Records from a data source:

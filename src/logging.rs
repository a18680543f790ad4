//! Tracing initialisation for the `relmine` binary.
//!
//! Call [`init`] once at program start. `RUST_LOG` takes precedence over
//! the level chosen on the command line.

use tracing::Level;
use tracing_subscriber::layer::SubscriberExt;
use tracing_subscriber::util::SubscriberInitExt;
use tracing_subscriber::{EnvFilter, fmt};

/// Map `-v` / `-q` counts onto a default level.
pub fn level_from_verbosity(verbose: u8, quiet: bool) -> Level {
    if quiet {
        return Level::ERROR;
    }
    match verbose {
        0 => Level::INFO,
        1 => Level::DEBUG,
        _ => Level::TRACE,
    }
}

/// Install the global subscriber. Logs go to stderr so stdout stays
/// clean for command output.
///
/// Subsequent calls are ignored.
pub fn init(json: bool, level: Level) {
    let env_filter =
        EnvFilter::try_from_default_env().unwrap_or_else(|_| EnvFilter::new(level.as_str()));

    if json {
        tracing_subscriber::registry()
            .with(env_filter)
            .with(fmt::layer().with_writer(std::io::stderr).json())
            .try_init()
            .ok();
    } else {
        tracing_subscriber::registry()
            .with(env_filter)
            .with(
                fmt::layer()
                    .with_writer(std::io::stderr)
                    .with_target(false)
                    .compact(),
            )
            .try_init()
            .ok();
    }
}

Exercise aim:
Write out, please, only the lines from the one with "for command output." through the last line above, both included and unchanged.

Solution to the problem:
/// clean for command output.
///
/// Subsequent calls are ignored.
pub fn init(json: bool, level: Level) {
    let env_filter =
        EnvFilter::try_from_default_env().unwrap_or_else(|_| EnvFilter::new(level.as_str()));

    if json {
        tracing_subscriber::registry()
            .with(env_filter)
            .with(fmt::layer().with_writer(std::io::stderr).json())
            .try_init()
            .ok();
    } else {
        tracing_subscriber::registry()
            .with(env_filter)
            .with(
                fmt::layer()
                    .with_writer(std::io::stderr)
                    .with_target(false)
                    .compact(),
            )
            .try_init()
            .ok();
    }
}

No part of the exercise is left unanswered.